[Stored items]
◇ ◇ ◇ ◇

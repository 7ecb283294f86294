//! Per-Machine Window Store

use crate::StorageError;
use alerting::{Alert, Severity};
use feature_engine::SensorReading;
use ring_buffer::RingBuffer;
use serde::{Deserialize, Serialize};
use std::collections::BTreeMap;
use tracing::{debug, info};

/// Process-wide counters
#[derive(Debug, Clone, Copy, Default, PartialEq, Eq, Serialize, Deserialize)]
pub struct MonitorStats {
    pub total_readings: u64,
    pub anomalies_detected: u64,
    pub active_machines: usize,
}

impl MonitorStats {
    /// Anomalies as a percentage of readings
    pub fn anomaly_rate(&self) -> f64 {
        self.anomalies_detected as f64 / self.total_readings.max(1) as f64 * 100.0
    }
}

/// History and alerts for one machine
#[derive(Debug, Clone)]
pub struct MachineState {
    /// Most recent readings, oldest first
    pub readings: RingBuffer<SensorReading>,
    pub alerts: Vec<Alert>,
}

impl MachineState {
    /// Timestamp of the latest reading
    pub fn last_seen(&self) -> Option<&str> {
        self.readings.latest().and_then(|r| r.timestamp.as_deref())
    }

    pub fn summary(&self, machine_id: &str) -> MachineSummary {
        MachineSummary {
            machine_id: machine_id.to_string(),
            readings_held: self.readings.len(),
            readings_total: self.readings.total_written(),
            alert_count: self.alerts.len(),
            last_seen: self.last_seen().map(str::to_string),
            latest: self.readings.latest().cloned(),
        }
    }
}

/// Read-only view of one machine for snapshots
#[derive(Debug, Clone, PartialEq, Serialize, Deserialize)]
pub struct MachineSummary {
    pub machine_id: String,
    pub readings_held: usize,
    pub readings_total: u64,
    pub alert_count: usize,
    pub last_seen: Option<String>,
    pub latest: Option<SensorReading>,
}

/// Owns every machine's bounded history, the alert history and the counters
pub struct WindowStore {
    machines: BTreeMap<String, MachineState>,
    alert_history: Vec<Alert>,
    stats: MonitorStats,
    /// Empty window cloned for each new machine
    empty_window: RingBuffer<SensorReading>,
}

impl WindowStore {
    /// Create a store keeping `history_capacity` readings per machine
    pub fn new(history_capacity: usize) -> Result<Self, StorageError> {
        info!("Creating window store: {} readings per machine", history_capacity);
        Ok(Self {
            machines: BTreeMap::new(),
            alert_history: Vec::new(),
            stats: MonitorStats::default(),
            empty_window: RingBuffer::new(history_capacity)?,
        })
    }

    /// Append a reading to its machine's window. Returns true on first sighting.
    pub fn record(&mut self, reading: SensorReading) -> bool {
        self.stats.total_readings += 1;

        let mut is_new = false;
        let state = self
            .machines
            .entry(reading.machine_id.clone())
            .or_insert_with(|| {
                is_new = true;
                MachineState {
                    readings: self.empty_window.clone(),
                    alerts: Vec::new(),
                }
            });

        if let Some(evicted) = state.readings.push(reading) {
            debug!(machine_id = %evicted.machine_id, "Evicted oldest reading");
        }

        if is_new {
            self.stats.active_machines = self.machines.len();
            info!("New machine detected ({} active)", self.stats.active_machines);
        }
        is_new
    }

    /// Store an alert on its machine and in the global history
    pub fn record_alert(&mut self, alert: Alert) {
        self.stats.anomalies_detected += 1;

        let state = self
            .machines
            .entry(alert.machine_id.clone())
            .or_insert_with(|| MachineState {
                readings: self.empty_window.clone(),
                alerts: Vec::new(),
            });
        state.alerts.push(alert.clone());
        self.stats.active_machines = self.machines.len();

        self.alert_history.push(alert);
    }

    pub fn stats(&self) -> MonitorStats {
        self.stats
    }

    pub fn machine(&self, machine_id: &str) -> Option<&MachineState> {
        self.machines.get(machine_id)
    }

    /// Summaries ordered by machine id
    pub fn machines(&self) -> Vec<MachineSummary> {
        self.machines
            .iter()
            .map(|(id, state)| state.summary(id))
            .collect()
    }

    pub fn alert_history(&self) -> &[Alert] {
        &self.alert_history
    }

    /// Most recent alerts first, optionally filtered by severity
    pub fn recent_alerts(&self, limit: usize, severity: Option<Severity>) -> Vec<Alert> {
        self.alert_history
            .iter()
            .rev()
            .filter(|a| severity.map_or(true, |s| a.severity == s))
            .take(limit)
            .cloned()
            .collect()
    }
}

◇ ◇ ◇ ◇

**Requirement**
Exactly as written, repeat each line from the beginning of the data above to the line containing "pub struct WindowStore", inclusive.

**Exercise response**
repository 7ecb283294f86294
//! Per-Machine Window Store

use crate::StorageError;
use alerting::{Alert, Severity};
use feature_engine::SensorReading;
use ring_buffer::RingBuffer;
use serde::{Deserialize, Serialize};
use std::collections::BTreeMap;
use tracing::{debug, info};

/// Process-wide counters
#[derive(Debug, Clone, Copy, Default, PartialEq, Eq, Serialize, Deserialize)]
pub struct MonitorStats {
    pub total_readings: u64,
    pub anomalies_detected: u64,
    pub active_machines: usize,
}

impl MonitorStats {
    /// Anomalies as a percentage of readings
    pub fn anomaly_rate(&self) -> f64 {
        self.anomalies_detected as f64 / self.total_readings.max(1) as f64 * 100.0
    }
}

/// History and alerts for one machine
#[derive(Debug, Clone)]
pub struct MachineState {
    /// Most recent readings, oldest first
    pub readings: RingBuffer<SensorReading>,
    pub alerts: Vec<Alert>,
}

impl MachineState {
    /// Timestamp of the latest reading
    pub fn last_seen(&self) -> Option<&str> {
        self.readings.latest().and_then(|r| r.timestamp.as_deref())
    }

    pub fn summary(&self, machine_id: &str) -> MachineSummary {
        MachineSummary {
            machine_id: machine_id.to_string(),
            readings_held: self.readings.len(),
            readings_total: self.readings.total_written(),
            alert_count: self.alerts.len(),
            last_seen: self.last_seen().map(str::to_string),
            latest: self.readings.latest().cloned(),
        }
    }
}

/// Read-only view of one machine for snapshots
#[derive(Debug, Clone, PartialEq, Serialize, Deserialize)]
pub struct MachineSummary {
    pub machine_id: String,
    pub readings_held: usize,
    pub readings_total: u64,
    pub alert_count: usize,
    pub last_seen: Option<String>,
    pub latest: Option<SensorReading>,
}

/// Owns every machine's bounded history, the alert history and the counters
pub struct WindowStore {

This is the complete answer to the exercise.